The Washington Post reports that the state's House of Delegates tabled the proposed legislation, just a few hours after teachers went on strike. But educators remained on strike Wednesday until lawmakers adjourned, marking the official death of the legislation.
“Senate Bill 451 is now dead," said American Federation of Teachers West Virginia President Fred Albert said. "It’s gone and will not be resurrected."
The fight over the education bill illustrates the continuing hostility between teachers’ unions and those who back charter schools, a conflict that helped persuade Los Angeles teachers to strike last month.
The West Virginia strike affected nearly all of the state’s 275,000 schoolchildren—all but one school system closed.

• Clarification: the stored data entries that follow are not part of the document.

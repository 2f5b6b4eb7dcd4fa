// SPDX-FileCopyrightText: 2025 Caspar Water Company
//
// SPDX-License-Identifier: Apache-2.0

//! Change notifications.
//!
//! Each entry owns a [`Subscriptions`] manager. The manager binds a relay to
//! the store's feed when its first handler arrives and unbinds it when the
//! last handler leaves, so idle entries cost nothing on the feed.

use crate::entry::Entry;
use crate::store::{BackingStore, BindingId, FeedListener, StoreEvent};
use std::sync::{Arc, Mutex, MutexGuard, PoisonError};

#[derive(Debug, Clone, Copy, PartialEq, Eq, Hash)]
pub enum ChangeKind {
    /// Something in or about the entry changed.
    Modified,
    /// A folder invite arrived (root only).
    Invite,
}

/// One notification delivered to a handler.
#[derive(Debug, Clone)]
pub struct Change {
    pub kind: ChangeKind,
    /// The entry that observed the change.
    pub entry: Entry,
    /// The raw feed event.
    pub record: StoreEvent,
}

pub type Handler = Arc<dyn Fn(&Change) + Send + Sync>;

#[derive(Debug, Clone, Copy, PartialEq, Eq, Hash)]
pub struct SubscriptionId(u64);

#[derive(Default)]
struct State {
    next: u64,
    handlers: Vec<(SubscriptionId, ChangeKind, Handler)>,
    binding: Option<BindingId>,
}

#[derive(Clone)]
pub struct Subscriptions {
    store: Arc<dyn BackingStore>,
    state: Arc<Mutex<State>>,
}

impl Subscriptions {
    pub(crate) fn new(store: Arc<dyn BackingStore>) -> Self {
        Self {
            store,
            state: Arc::default(),
        }
    }

    fn state(&self) -> MutexGuard<'_, State> {
        self.state.lock().unwrap_or_else(PoisonError::into_inner)
    }

    /// Register a handler. `relay` is only invoked when this is the first
    /// handler, to build the listener bound to the store's feed.
    pub(crate) fn subscribe<R>(&self, kind: ChangeKind, handler: Handler, relay: R) -> SubscriptionId
    where
        R: FnOnce() -> FeedListener,
    {
        let mut state = self.state();
        state.next += 1;
        let id = SubscriptionId(state.next);
        state.handlers.push((id, kind, handler));
        if state.binding.is_none() {
            state.binding = Some(self.store.bind(relay()));
        }
        id
    }

    /// Remove a handler. Returns false if it was not registered.
    pub(crate) fn unsubscribe(&self, id: SubscriptionId) -> bool {
        let mut state = self.state();
        let before = state.handlers.len();
        state.handlers.retain(|(h, _, _)| *h != id);
        let removed = state.handlers.len() != before;
        if state.handlers.is_empty() {
            if let Some(binding) = state.binding.take() {
                self.store.unbind(binding);
            }
        }
        removed
    }

    /// Deliver a change to every handler registered for its kind.
    pub(crate) fn emit(&self, change: &Change) {
        let handlers: Vec<Handler> = self
            .state()
            .handlers
            .iter()
            .filter(|(_, kind, _)| *kind == change.kind)
            .map(|(_, _, h)| h.clone())
            .collect();
        for handler in handlers {
            handler(change);
        }
    }

    #[must_use]
    pub fn listener_count(&self) -> usize {
        self.state().handlers.len()
    }

    #[must_use]
    pub fn is_bound(&self) -> bool {
        self.state().binding.is_some()
    }
}

impl std::fmt::Debug for Subscriptions {
    fn fmt(&self, f: &mut std::fmt::Formatter<'_>) -> std::fmt::Result {
        f.debug_struct("Subscriptions")
            .field("listeners", &self.listener_count())
            .field("bound", &self.is_bound())
            .finish()
    }
}
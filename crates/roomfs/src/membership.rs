// SPDX-FileCopyrightText: 2025 Caspar Water Company
//
// SPDX-License-Identifier: Apache-2.0

use crate::store::MemberRecord;
use chrono::{DateTime, Utc};
use serde::{Deserialize, Serialize};

/// Role of a member within a folder tree.
#[derive(Debug, Clone, Copy, PartialEq, Eq, PartialOrd, Ord, Hash, Serialize, Deserialize)]
#[serde(rename_all = "lowercase")]
pub enum FolderRole {
    Viewer,
    Editor,
    Owner,
}

impl FolderRole {
    #[must_use]
    pub fn can_write(self) -> bool {
        matches!(self, FolderRole::Editor | FolderRole::Owner)
    }
}

/// What the store allows a user to do to other members. Derived from the
/// store's permission model; opaque here.
#[derive(Debug, Clone, Copy, PartialEq, Eq, Default)]
pub struct Capabilities {
    pub invite: bool,
    pub remove: bool,
    pub manage_roles: bool,
}

/// Read-only view of one user's standing in one folder.
#[derive(Debug, Clone, PartialEq)]
pub struct Membership {
    user_id: String,
    role: FolderRole,
    since: Option<DateTime<Utc>>,
    capabilities: Capabilities,
}

impl Membership {
    pub(crate) fn new(record: MemberRecord, capabilities: Capabilities) -> Self {
        Self {
            user_id: record.user_id,
            role: record.role,
            since: record.since,
            capabilities,
        }
    }

    #[must_use]
    pub fn user_id(&self) -> &str {
        &self.user_id
    }

    #[must_use]
    pub fn role(&self) -> FolderRole {
        self.role
    }

    /// When the member joined, if the store tracks it.
    #[must_use]
    pub fn since(&self) -> Option<DateTime<Utc>> {
        self.since
    }

    #[must_use]
    pub fn can_invite(&self) -> bool {
        self.capabilities.invite
    }

    #[must_use]
    pub fn can_remove(&self) -> bool {
        self.capabilities.remove
    }

    #[must_use]
    pub fn can_manage_roles(&self) -> bool {
        self.capabilities.manage_roles
    }

    #[must_use]
    pub fn can_write(&self) -> bool {
        self.role.can_write()
    }
}

#[cfg(test)]
mod tests {
    use super::*;

    #[test]
    fn test_write_follows_role() {
        assert!(!FolderRole::Viewer.can_write());
        assert!(FolderRole::Editor.can_write());
        assert!(FolderRole::Owner.can_write());
    }

    #[test]
    fn test_projection_keeps_capabilities() {
        let m = Membership::new(
            MemberRecord {
                user_id: "@bob:example.org".into(),
                role: FolderRole::Viewer,
                since: None,
            },
            Capabilities {
                invite: true,
                remove: false,
                manage_roles: false,
            },
        );
        assert_eq!(m.user_id(), "@bob:example.org");
        assert!(m.can_invite());
        assert!(!m.can_remove());
        assert!(!m.can_manage_roles());
        assert!(!m.can_write());
    }
}
// SPDX-FileCopyrightText: 2025 Caspar Water Company
//
// SPDX-License-Identifier: Apache-2.0

//! Namespace configuration
//!
//! Every field has a default, so an empty document is a valid configuration.
//! Durations are written as human strings ("250ms", "5s", "2 minutes").
//!
//! ```yaml
//! invite_retry:
//!   max_times: 8
//!   min_delay: 200ms
//!   max_delay: 30s
//! pending_expiry: 10m
//! ```

use crate::error::Result;
use backon::ExponentialBuilder;
use serde::{Deserialize, Deserializer};
use std::time::Duration;

#[derive(Debug, Clone, PartialEq, Deserialize)]
#[serde(default, deny_unknown_fields)]
pub struct NamespaceConfig {
    /// Backoff used when joining folders from pending invites.
    pub invite_retry: RetryConfig,

    /// Unacknowledged pending entries older than this are dropped from
    /// listings. `None` keeps them until their operation settles.
    #[serde(deserialize_with = "optional_duration")]
    pub pending_expiry: Option<Duration>,
}

#[derive(Debug, Clone, PartialEq, Deserialize)]
#[serde(default, deny_unknown_fields)]
pub struct RetryConfig {
    pub max_times: usize,
    #[serde(deserialize_with = "duration")]
    pub min_delay: Duration,
    #[serde(deserialize_with = "duration")]
    pub max_delay: Duration,
    pub factor: f32,
}

impl Default for NamespaceConfig {
    fn default() -> Self {
        Self {
            invite_retry: RetryConfig::default(),
            pending_expiry: None,
        }
    }
}

impl Default for RetryConfig {
    fn default() -> Self {
        Self {
            max_times: 5,
            min_delay: Duration::from_millis(500),
            max_delay: Duration::from_secs(30),
            factor: 2.0,
        }
    }
}

impl NamespaceConfig {
    pub fn from_yaml(text: &str) -> Result<Self> {
        if text.trim().is_empty() {
            return Ok(Self::default());
        }
        Ok(serde_yaml_ng::from_str(text)?)
    }
}

impl RetryConfig {
    #[must_use]
    pub fn backoff(&self) -> ExponentialBuilder {
        ExponentialBuilder::default()
            .with_min_delay(self.min_delay)
            .with_max_delay(self.max_delay)
            .with_factor(self.factor)
            .with_max_times(self.max_times)
    }
}

fn duration<'de, D>(deserializer: D) -> std::result::Result<Duration, D::Error>
where
    D: Deserializer<'de>,
{
    let text = String::deserialize(deserializer)?;
    parse_duration::parse(&text).map_err(serde::de::Error::custom)
}

fn optional_duration<'de, D>(deserializer: D) -> std::result::Result<Option<Duration>, D::Error>
where
    D: Deserializer<'de>,
{
    match Option::<String>::deserialize(deserializer)? {
        None => Ok(None),
        Some(text) => parse_duration::parse(&text)
            .map(Some)
            .map_err(serde::de::Error::custom),
    }
}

Opposition to the education bill was so fierce that teachers stood against it even though it would have increased their pay and allocated an additional $24 million for student support services.

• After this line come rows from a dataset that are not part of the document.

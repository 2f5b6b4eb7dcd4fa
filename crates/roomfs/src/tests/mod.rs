// SPDX-FileCopyrightText: 2025 Caspar Water Company
//
// SPDX-License-Identifier: Apache-2.0

mod events;
mod overlay;

use crate::blob::Blob;
use crate::config::{NamespaceConfig, RetryConfig};
use crate::entry::Entry;
use crate::memory::MemoryStore;
use crate::root::Namespace;
use std::sync::Arc;
use std::time::Duration;

pub(crate) const ALICE: &str = "@alice:example.org";
pub(crate) const BOB: &str = "@bob:example.org";

pub(crate) fn setup() -> (MemoryStore, Namespace) {
    setup_with(NamespaceConfig::default())
}

pub(crate) fn setup_with(config: NamespaceConfig) -> (MemoryStore, Namespace) {
    diagnostics::init_diagnostics();
    let store = MemoryStore::new(ALICE);
    let ns = Namespace::with_config(Arc::new(store.clone()), config);
    (store, ns)
}

/// Retries fast enough for tests.
pub(crate) fn quick_retry(max_times: usize) -> NamespaceConfig {
    NamespaceConfig {
        invite_retry: RetryConfig {
            max_times,
            min_delay: Duration::from_millis(1),
            max_delay: Duration::from_millis(5),
            factor: 2.0,
        },
        ..NamespaceConfig::default()
    }
}

pub(crate) fn text(content: &'static str) -> Blob {
    Blob::new(content, "text/plain")
}

pub(crate) async fn lookup(ns: &Namespace, path: &[&str]) -> Entry {
    ns.resolve_path(path)
        .await
        .unwrap()
        .unwrap_or_else(|| panic!("no entry at {path:?}"))
}

/// Create `path` as folders and return the deepest one.
pub(crate) async fn make_folder(ns: &Namespace, path: &[&str]) -> Entry {
    ns.add_folder(path).await.unwrap();
    lookup(ns, path).await
}

/// Give spawned tasks a chance to run until `done` holds.
pub(crate) async fn settle<F: Fn() -> bool>(done: F) {
    for _ in 0..1000 {
        if done() {
            return;
        }
        tokio::task::yield_now().await;
    }
    panic!("tasks did not settle");
}

pub(crate) async fn names(entry: &Entry) -> Vec<String> {
    let mut names: Vec<String> = entry
        .children()
        .await
        .unwrap()
        .iter()
        .map(|c| c.name().to_string())
        .collect();
    names.sort();
    names
}
// SPDX-FileCopyrightText: 2025 Caspar Water Company
//
// SPDX-License-Identifier: Apache-2.0

//! Registry of writes that the store has not yet reflected in listings.
//!
//! Two views are kept. `visible` holds the placeholders merged into child
//! listings; a placeholder leaves it when superseded, cleared, observed, or
//! expired. `lineage` holds every placeholder until it fails or the newest
//! one in its chain is observed, so that later writes can find the head of a
//! chain, or a name still being written, after it stopped being visible.
//!
//! All bookkeeping happens under a plain mutex that is never held across an
//! await, so a lookup followed by a registration is atomic with respect to
//! other operations.

use crate::id::EntryId;
use crate::pending::{PendingInner, Replaced};
use chrono::Utc;
use diagnostics::*;
use std::sync::{Arc, Mutex, MutexGuard, PoisonError};
use std::time::Duration;

#[derive(Default)]
struct State {
    visible: Vec<Arc<PendingInner>>,
    lineage: Vec<Arc<PendingInner>>,
    /// Bumped whenever placeholders are retired.
    generation: u64,
}

/// Result of [`Overlay::claim_name`].
pub(crate) enum Claim {
    /// Another placeholder already stands for this (parent, name).
    Existing(Arc<PendingInner>),
    Registered(Arc<PendingInner>),
    /// Placeholders were retired since the caller looked the name up, so
    /// the store may now list it.
    Stale,
}

#[derive(Default)]
pub(crate) struct Overlay {
    state: Mutex<State>,
    expiry: Option<Duration>,
}

impl Overlay {
    pub(crate) fn new(expiry: Option<Duration>) -> Self {
        Self {
            state: Mutex::default(),
            expiry,
        }
    }

    fn state(&self) -> MutexGuard<'_, State> {
        self.state.lock().unwrap_or_else(PoisonError::into_inner)
    }

    /// Add a placeholder. A placeholder that replaces another one takes its
    /// place; registering the same placeholder twice has no effect.
    pub(crate) fn register(&self, entry: Arc<PendingInner>) {
        let mut state = self.state();
        Self::insert(&mut state, entry);
    }

    fn insert(state: &mut State, entry: Arc<PendingInner>) {
        let id = entry.id();
        let id_str = id.to_string();
        let path_str = crate::error::display_path(&entry.parent.path);
        let name = entry.name.clone();

        if let Some(replaced) = entry.replaced_id() {
            let replaced_str = replaced.to_string();
            debug!(
                "overlay register {id_str} in {path_str} named {name} replaces {replaced_str}",
                id_str: id_str,
                path_str: path_str,
                name: name,
                replaced_str: replaced_str
            );
            state.visible.retain(|e| e.id() != replaced);
        } else {
            debug!(
                "overlay register {id_str} in {path_str} named {name}",
                id_str: id_str,
                path_str: path_str,
                name: name
            );
        }

        if state
            .visible
            .iter()
            .any(|e| Arc::ptr_eq(e, &entry) || e.id() == id)
        {
            return;
        }
        if !state.lineage.iter().any(|e| Arc::ptr_eq(e, &entry)) {
            state.lineage.push(entry.clone());
        }
        state.visible.push(entry);
    }

    /// Remove a placeholder by id, along with the placeholders it superseded.
    /// Clearing an unknown id is a no-op.
    pub(crate) fn clear(&self, id: &EntryId) {
        let mut state = self.state();
        Self::remove(&mut state, id);
    }

    fn remove(state: &mut State, id: &EntryId) {
        let id_str = id.to_string();
        debug!("overlay clear {id_str}", id_str: id_str);

        let mut retired: Vec<Arc<PendingInner>> = Vec::new();
        for e in state.visible.iter().chain(state.lineage.iter()) {
            if e.id() == *id || e.synthetic_id() == id {
                retired.push(e.clone());
                retired.extend(e.pending_ancestors());
            }
        }
        if retired.is_empty() {
            return;
        }
        state.generation += 1;
        state
            .visible
            .retain(|e| !retired.iter().any(|r| Arc::ptr_eq(r, e)));
        state
            .lineage
            .retain(|e| !retired.iter().any(|r| Arc::ptr_eq(r, e)));
    }

    /// Taken before looking a name up in the store, and handed back to
    /// [`Self::claim_name`].
    pub(crate) fn generation(&self) -> u64 {
        self.state().generation
    }

    /// Drop a placeholder whose write failed. The write it superseded, if
    /// still live, becomes visible again.
    pub(crate) fn abandon(&self, entry: &Arc<PendingInner>) {
        let mut state = self.state();
        let id_str = entry.id().to_string();
        debug!("overlay abandon {id_str}", id_str: id_str);

        state.visible.retain(|e| !Arc::ptr_eq(e, entry));
        state.lineage.retain(|e| !Arc::ptr_eq(e, entry));

        if let Some(Replaced::Pending(previous)) = &entry.replaces {
            let failed = matches!(previous.completion.peek(), Some(Err(_)));
            let tracked = state.lineage.iter().any(|e| Arc::ptr_eq(e, previous));
            if !failed && tracked {
                Self::insert(&mut state, previous.clone());
            }
        }
    }

    /// Placeholders whose parent is `parent`, in registration order.
    pub(crate) fn list_for(&self, parent: &EntryId) -> Vec<Arc<PendingInner>> {
        let mut state = self.state();
        self.expire(&mut state);
        let entries: Vec<_> = state
            .visible
            .iter()
            .filter(|e| e.parent.id == *parent)
            .cloned()
            .collect();
        let parent_str = parent.to_string();
        let count = entries.len();
        let total = state.visible.len();
        debug!(
            "overlay entries for {parent_str} = {count} of {total}",
            parent_str: parent_str,
            count: count,
            total: total
        );
        entries
    }

    /// Hide unacknowledged placeholders older than the expiry limit. They
    /// stay in the lineage, since their writes may still land.
    fn expire(&self, state: &mut State) {
        let Some(limit) = self.expiry else {
            return;
        };
        let now = Utc::now();
        let expired = |e: &Arc<PendingInner>| {
            !e.completion.is_settled()
                && (now - e.created_at)
                    .to_std()
                    .is_ok_and(|age| age > limit)
        };
        for e in state.visible.iter().filter(|e| expired(*e)) {
            let id_str = e.id().to_string();
            warn!("overlay hiding expired pending entry {id_str}", id_str: id_str);
        }
        state.visible.retain(|e| !expired(e));
    }

    /// Retire placeholders under `parent` whose writes now appear among
    /// `listed`, including ones no longer visible.
    pub(crate) fn retire_observed(&self, parent: &EntryId, listed: &[EntryId]) {
        let mut state = self.state();
        let observed: Vec<EntryId> = state
            .lineage
            .iter()
            .filter(|e| e.parent.id == *parent && Self::is_head(&state, e))
            .map(|e| e.id())
            .filter(|id| listed.contains(id))
            .collect();
        for id in observed {
            Self::remove(&mut state, &id);
        }
    }

    /// No tracked placeholder supersedes `entry`.
    fn is_head(state: &State, entry: &Arc<PendingInner>) -> bool {
        let id = entry.id();
        !state
            .lineage
            .iter()
            .any(|e| e.replaced_id().as_ref() == Some(&id))
    }

    /// Return the placeholder standing for (parent, name) or register the
    /// one produced by `build`, atomically. Hidden placeholders whose writes
    /// have not failed still hold their name. `since` is the
    /// [`Self::generation`] seen before the caller found no stored entry
    /// with this name.
    pub(crate) fn claim_name<F>(&self, parent: &EntryId, name: &str, since: u64, build: F) -> Claim
    where
        F: FnOnce() -> Arc<PendingInner>,
    {
        let mut state = self.state();
        let holds = |e: &&Arc<PendingInner>| e.parent.id == *parent && e.name == name;
        let existing = state.visible.iter().rev().find(holds).cloned().or_else(|| {
            state
                .lineage
                .iter()
                .rev()
                .filter(holds)
                .filter(|e| !matches!(e.completion.peek(), Some(Err(_))))
                .find(|e| Self::is_head(&state, e))
                .cloned()
        });
        if let Some(existing) = existing {
            return Claim::Existing(existing);
        }
        if state.generation != since {
            return Claim::Stale;
        }
        let entry = build();
        Self::insert(&mut state, entry.clone());
        Claim::Registered(entry)
    }

    /// Find the newest placeholder in the version chain starting at `base`
    /// and register the placeholder `build` makes from it, atomically.
    pub(crate) fn chain_version<F>(&self, base: &EntryId, build: F) -> Arc<PendingInner>
    where
        F: FnOnce(Option<&Arc<PendingInner>>) -> Arc<PendingInner>,
    {
        let mut state = self.state();
        let head = Self::head_of(&state, base);
        Self::chain(&mut state, head, build)
    }

    /// Like [`Self::chain_version`] for a `base` taken from a listing made
    /// after [`Self::generation`] returned `since`. If nothing is chained
    /// onto `base` and placeholders were retired in the meantime, `base` may
    /// have been superseded and `None` is returned.
    pub(crate) fn chain_listed_version<F>(
        &self,
        base: &EntryId,
        since: u64,
        build: F,
    ) -> Option<Arc<PendingInner>>
    where
        F: FnOnce(Option<&Arc<PendingInner>>) -> Arc<PendingInner>,
    {
        let mut state = self.state();
        let head = Self::head_of(&state, base);
        if head.is_none() && state.generation != since {
            return None;
        }
        Some(Self::chain(&mut state, head, build))
    }

    fn chain<F>(state: &mut State, head: Option<Arc<PendingInner>>, build: F) -> Arc<PendingInner>
    where
        F: FnOnce(Option<&Arc<PendingInner>>) -> Arc<PendingInner>,
    {
        let entry = build(head.as_ref());
        Self::insert(state, entry.clone());
        entry
    }

    fn head_of(state: &State, base: &EntryId) -> Option<Arc<PendingInner>> {
        let mut cursor = base.clone();
        let mut head = None;
        // Each step moves one version forward; the chain cannot be longer
        // than the lineage itself.
        for _ in 0..=state.lineage.len() {
            let next = state
                .lineage
                .iter()
                .rev()
                .find(|e| e.replaced_id().as_ref() == Some(&cursor));
            match next {
                Some(e) => {
                    cursor = e.id();
                    head = Some(e.clone());
                }
                None => break,
            }
        }
        head
    }

    #[cfg(test)]
    pub(crate) fn visible_len(&self) -> usize {
        self.state().visible.len()
    }

    #[cfg(test)]
    pub(crate) fn lineage_len(&self) -> usize {
        self.state().lineage.len()
    }
}
// SPDX-FileCopyrightText: 2025 Caspar Water Company
//
// SPDX-License-Identifier: Apache-2.0

use crate::id::EntryId;

pub type Result<T> = std::result::Result<T, Error>;

/// Errors raised by namespace operations and backing stores.
///
/// Lookups that merely find nothing return `Option::None` instead of
/// `NotFound`; `NotFound` is for operations that need an existing target.
#[derive(Debug, Clone, PartialEq, thiserror::Error)]
pub enum Error {
    #[error("Name already in use: {path}")]
    NameConflict { path: String },

    #[error("Not found: {0}")]
    NotFound(String),

    #[error("Unsupported: cannot {op} {target}")]
    Unsupported { op: &'static str, target: String },

    #[error("Permission denied: {0}")]
    PermissionDenied(String),

    #[error("Transient failure: {0}")]
    Transient(String),

    #[error("Completion already settled for {0}")]
    AlreadyResolved(EntryId),

    #[error("Invalid configuration: {0}")]
    Config(String),
}

impl Error {
    pub fn name_conflict<P: AsRef<[String]>>(path: P) -> Self {
        Error::NameConflict {
            path: display_path(path.as_ref()),
        }
    }

    pub fn not_found<S: AsRef<str>>(what: S) -> Self {
        Error::NotFound(what.as_ref().into())
    }

    pub fn unsupported<S: AsRef<str>>(op: &'static str, target: S) -> Self {
        Error::Unsupported {
            op,
            target: target.as_ref().into(),
        }
    }

    pub fn permission_denied<S: AsRef<str>>(what: S) -> Self {
        Error::PermissionDenied(what.as_ref().into())
    }

    pub fn transient<S: AsRef<str>>(what: S) -> Self {
        Error::Transient(what.as_ref().into())
    }

    pub fn config<S: AsRef<str>>(what: S) -> Self {
        Error::Config(what.as_ref().into())
    }

    /// Authorization failures are never retried.
    #[must_use]
    pub fn is_permission_denied(&self) -> bool {
        matches!(self, Error::PermissionDenied(_))
    }
}

impl From<serde_yaml_ng::Error> for Error {
    fn from(err: serde_yaml_ng::Error) -> Error {
        Error::Config(err.to_string())
    }
}

/// Renders a segment path as `/a/b/c` (the root is `/`).
#[must_use]
pub fn display_path(path: &[String]) -> String {
    format!("/{}", path.join("/"))
}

But the original measure also contained provisions that teachers’ unions found unpalatable, including one that would eliminate seniority during layoffs and another that would make union members sign up annually to have dues taken from their paychecks.
But one of the most disputed provisions would have introduced charter schools in the state. It would also have established educational savings accounts — a type of voucher — for families of special-needs students and students who have been bullied.
As teachers continued holding vigil at the state Capitol on Wednesday, the House Finance Committee passed a bill being pushed by Gov. Jim Justice that would hike pay for teachers, school personnel and state police by 5 percent.
The bill contained none of the provisions that derailed the education legislation.